→ Task
The word to find is "DriverConfig". State how many lines below contain it, giving only the number.

→ Given records
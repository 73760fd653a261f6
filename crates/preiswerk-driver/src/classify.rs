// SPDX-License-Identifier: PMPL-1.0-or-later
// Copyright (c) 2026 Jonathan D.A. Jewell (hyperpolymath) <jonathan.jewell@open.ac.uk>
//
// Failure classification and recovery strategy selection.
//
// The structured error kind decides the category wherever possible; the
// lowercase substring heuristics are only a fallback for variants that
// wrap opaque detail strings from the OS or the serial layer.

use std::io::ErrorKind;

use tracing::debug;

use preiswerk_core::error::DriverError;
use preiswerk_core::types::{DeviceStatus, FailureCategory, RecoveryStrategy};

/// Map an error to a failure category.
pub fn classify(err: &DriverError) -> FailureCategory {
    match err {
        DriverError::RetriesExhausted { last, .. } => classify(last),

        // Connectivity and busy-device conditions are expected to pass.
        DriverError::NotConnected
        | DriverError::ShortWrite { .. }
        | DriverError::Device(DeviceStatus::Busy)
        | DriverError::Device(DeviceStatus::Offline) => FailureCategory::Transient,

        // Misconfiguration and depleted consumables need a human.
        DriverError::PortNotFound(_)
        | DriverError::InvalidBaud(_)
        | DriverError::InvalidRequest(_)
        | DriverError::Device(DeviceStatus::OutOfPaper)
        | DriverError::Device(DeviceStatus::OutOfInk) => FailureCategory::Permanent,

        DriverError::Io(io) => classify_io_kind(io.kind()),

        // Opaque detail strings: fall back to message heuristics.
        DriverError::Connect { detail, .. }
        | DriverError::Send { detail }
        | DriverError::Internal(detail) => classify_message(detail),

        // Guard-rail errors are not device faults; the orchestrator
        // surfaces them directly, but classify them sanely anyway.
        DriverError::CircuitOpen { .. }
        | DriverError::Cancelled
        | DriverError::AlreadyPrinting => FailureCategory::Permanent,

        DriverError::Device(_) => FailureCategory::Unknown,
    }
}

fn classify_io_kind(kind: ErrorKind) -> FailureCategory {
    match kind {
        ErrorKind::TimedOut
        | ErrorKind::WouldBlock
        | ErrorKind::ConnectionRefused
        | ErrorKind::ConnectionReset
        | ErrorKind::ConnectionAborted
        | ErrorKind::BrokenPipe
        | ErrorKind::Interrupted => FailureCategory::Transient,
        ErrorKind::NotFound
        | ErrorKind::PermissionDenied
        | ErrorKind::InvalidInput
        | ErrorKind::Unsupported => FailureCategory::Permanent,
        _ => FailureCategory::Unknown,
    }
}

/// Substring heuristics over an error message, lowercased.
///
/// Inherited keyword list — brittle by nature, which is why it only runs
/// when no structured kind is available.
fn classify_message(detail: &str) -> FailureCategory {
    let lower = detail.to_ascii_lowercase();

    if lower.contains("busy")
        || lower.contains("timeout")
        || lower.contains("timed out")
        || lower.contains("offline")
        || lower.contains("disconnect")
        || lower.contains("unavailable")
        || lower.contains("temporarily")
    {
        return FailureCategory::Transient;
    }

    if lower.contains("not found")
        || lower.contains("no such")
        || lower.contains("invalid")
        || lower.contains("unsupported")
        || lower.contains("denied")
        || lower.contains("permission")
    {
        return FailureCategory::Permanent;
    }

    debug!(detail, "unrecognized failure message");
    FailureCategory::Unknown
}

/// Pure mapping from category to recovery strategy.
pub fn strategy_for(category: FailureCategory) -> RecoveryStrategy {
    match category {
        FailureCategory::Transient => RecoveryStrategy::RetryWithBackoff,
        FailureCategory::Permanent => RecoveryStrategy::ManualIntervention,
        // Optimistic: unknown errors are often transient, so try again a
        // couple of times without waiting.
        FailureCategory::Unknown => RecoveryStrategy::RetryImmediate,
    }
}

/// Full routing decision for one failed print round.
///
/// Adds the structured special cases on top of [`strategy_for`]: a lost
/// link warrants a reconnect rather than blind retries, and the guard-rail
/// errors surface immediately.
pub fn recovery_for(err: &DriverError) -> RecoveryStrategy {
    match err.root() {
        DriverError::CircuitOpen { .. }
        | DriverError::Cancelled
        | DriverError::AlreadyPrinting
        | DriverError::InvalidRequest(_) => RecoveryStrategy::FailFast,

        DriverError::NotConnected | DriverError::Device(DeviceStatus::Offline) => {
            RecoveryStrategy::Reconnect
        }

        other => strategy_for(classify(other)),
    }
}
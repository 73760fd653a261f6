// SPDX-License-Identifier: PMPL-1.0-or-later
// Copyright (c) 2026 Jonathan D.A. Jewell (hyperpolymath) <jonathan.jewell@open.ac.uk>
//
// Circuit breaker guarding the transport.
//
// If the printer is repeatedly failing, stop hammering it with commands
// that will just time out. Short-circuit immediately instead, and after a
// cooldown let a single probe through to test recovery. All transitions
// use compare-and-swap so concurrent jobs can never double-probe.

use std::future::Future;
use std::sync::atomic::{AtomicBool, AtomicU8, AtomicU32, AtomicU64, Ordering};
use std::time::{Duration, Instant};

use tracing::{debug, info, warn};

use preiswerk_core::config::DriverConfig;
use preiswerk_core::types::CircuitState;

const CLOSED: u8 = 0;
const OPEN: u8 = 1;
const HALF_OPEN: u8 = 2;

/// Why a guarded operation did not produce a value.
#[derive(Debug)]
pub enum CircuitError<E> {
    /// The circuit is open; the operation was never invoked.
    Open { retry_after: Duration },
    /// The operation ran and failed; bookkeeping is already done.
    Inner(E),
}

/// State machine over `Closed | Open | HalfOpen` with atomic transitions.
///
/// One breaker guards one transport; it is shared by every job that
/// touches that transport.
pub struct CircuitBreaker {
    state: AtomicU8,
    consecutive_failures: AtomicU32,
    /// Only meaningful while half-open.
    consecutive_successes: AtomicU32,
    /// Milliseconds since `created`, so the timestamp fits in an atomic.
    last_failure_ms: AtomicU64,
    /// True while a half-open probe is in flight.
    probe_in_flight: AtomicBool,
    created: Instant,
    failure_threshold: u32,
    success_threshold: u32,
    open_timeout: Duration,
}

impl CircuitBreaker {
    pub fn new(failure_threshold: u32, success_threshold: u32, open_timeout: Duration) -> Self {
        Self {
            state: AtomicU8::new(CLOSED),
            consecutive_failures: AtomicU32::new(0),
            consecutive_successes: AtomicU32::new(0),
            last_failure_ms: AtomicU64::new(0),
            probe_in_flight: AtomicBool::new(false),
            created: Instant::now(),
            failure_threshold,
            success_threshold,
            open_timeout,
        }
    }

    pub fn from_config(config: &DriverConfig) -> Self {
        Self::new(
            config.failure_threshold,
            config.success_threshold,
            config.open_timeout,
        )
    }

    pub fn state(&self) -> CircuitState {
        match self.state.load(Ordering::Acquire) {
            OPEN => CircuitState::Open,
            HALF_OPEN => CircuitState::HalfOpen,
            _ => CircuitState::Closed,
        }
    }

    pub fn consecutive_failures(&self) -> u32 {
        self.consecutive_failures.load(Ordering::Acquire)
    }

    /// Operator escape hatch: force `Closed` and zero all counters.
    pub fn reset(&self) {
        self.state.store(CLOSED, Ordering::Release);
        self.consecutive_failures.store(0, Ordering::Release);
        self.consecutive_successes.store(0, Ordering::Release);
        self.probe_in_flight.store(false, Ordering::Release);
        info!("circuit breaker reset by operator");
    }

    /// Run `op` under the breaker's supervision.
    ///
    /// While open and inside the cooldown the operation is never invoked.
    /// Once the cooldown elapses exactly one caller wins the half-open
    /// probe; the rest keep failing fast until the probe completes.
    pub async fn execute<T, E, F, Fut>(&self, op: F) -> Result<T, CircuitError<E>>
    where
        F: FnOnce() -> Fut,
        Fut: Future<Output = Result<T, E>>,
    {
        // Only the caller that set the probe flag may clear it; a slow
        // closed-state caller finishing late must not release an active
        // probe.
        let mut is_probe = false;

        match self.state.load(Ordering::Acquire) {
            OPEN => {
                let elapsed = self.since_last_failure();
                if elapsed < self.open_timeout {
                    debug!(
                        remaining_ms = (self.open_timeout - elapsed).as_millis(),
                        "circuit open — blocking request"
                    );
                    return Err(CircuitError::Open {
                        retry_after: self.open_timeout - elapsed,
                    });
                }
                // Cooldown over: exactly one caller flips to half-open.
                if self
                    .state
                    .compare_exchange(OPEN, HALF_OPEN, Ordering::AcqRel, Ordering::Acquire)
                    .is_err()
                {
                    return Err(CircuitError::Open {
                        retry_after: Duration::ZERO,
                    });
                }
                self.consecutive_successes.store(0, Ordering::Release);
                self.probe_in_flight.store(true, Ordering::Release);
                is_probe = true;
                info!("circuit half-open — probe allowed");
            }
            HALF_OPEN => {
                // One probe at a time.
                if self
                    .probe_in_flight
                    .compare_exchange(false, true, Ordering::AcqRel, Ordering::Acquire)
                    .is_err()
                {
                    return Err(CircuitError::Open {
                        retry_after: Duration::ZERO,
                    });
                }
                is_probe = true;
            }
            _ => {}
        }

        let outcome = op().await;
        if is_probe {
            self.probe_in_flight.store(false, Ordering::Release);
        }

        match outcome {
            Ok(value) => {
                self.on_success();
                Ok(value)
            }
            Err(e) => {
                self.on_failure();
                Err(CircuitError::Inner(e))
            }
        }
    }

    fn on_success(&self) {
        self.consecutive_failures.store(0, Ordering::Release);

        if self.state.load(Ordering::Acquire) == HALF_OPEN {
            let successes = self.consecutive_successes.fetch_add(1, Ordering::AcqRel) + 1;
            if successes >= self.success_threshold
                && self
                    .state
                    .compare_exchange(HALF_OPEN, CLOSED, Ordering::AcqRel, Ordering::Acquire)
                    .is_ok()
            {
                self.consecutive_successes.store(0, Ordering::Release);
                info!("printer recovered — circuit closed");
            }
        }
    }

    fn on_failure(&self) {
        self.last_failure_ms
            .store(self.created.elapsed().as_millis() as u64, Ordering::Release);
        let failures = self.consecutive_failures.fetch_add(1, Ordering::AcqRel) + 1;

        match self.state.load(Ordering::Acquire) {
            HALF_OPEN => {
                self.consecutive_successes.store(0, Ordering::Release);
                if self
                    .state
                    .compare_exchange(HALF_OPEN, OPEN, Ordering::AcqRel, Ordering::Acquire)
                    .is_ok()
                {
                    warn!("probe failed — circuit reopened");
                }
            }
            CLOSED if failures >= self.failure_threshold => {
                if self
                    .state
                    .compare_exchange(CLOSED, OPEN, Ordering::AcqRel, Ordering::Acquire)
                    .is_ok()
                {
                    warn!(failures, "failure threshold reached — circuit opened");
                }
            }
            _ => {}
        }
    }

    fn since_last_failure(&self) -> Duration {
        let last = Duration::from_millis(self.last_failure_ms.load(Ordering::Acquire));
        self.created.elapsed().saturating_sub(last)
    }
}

→ Written response
2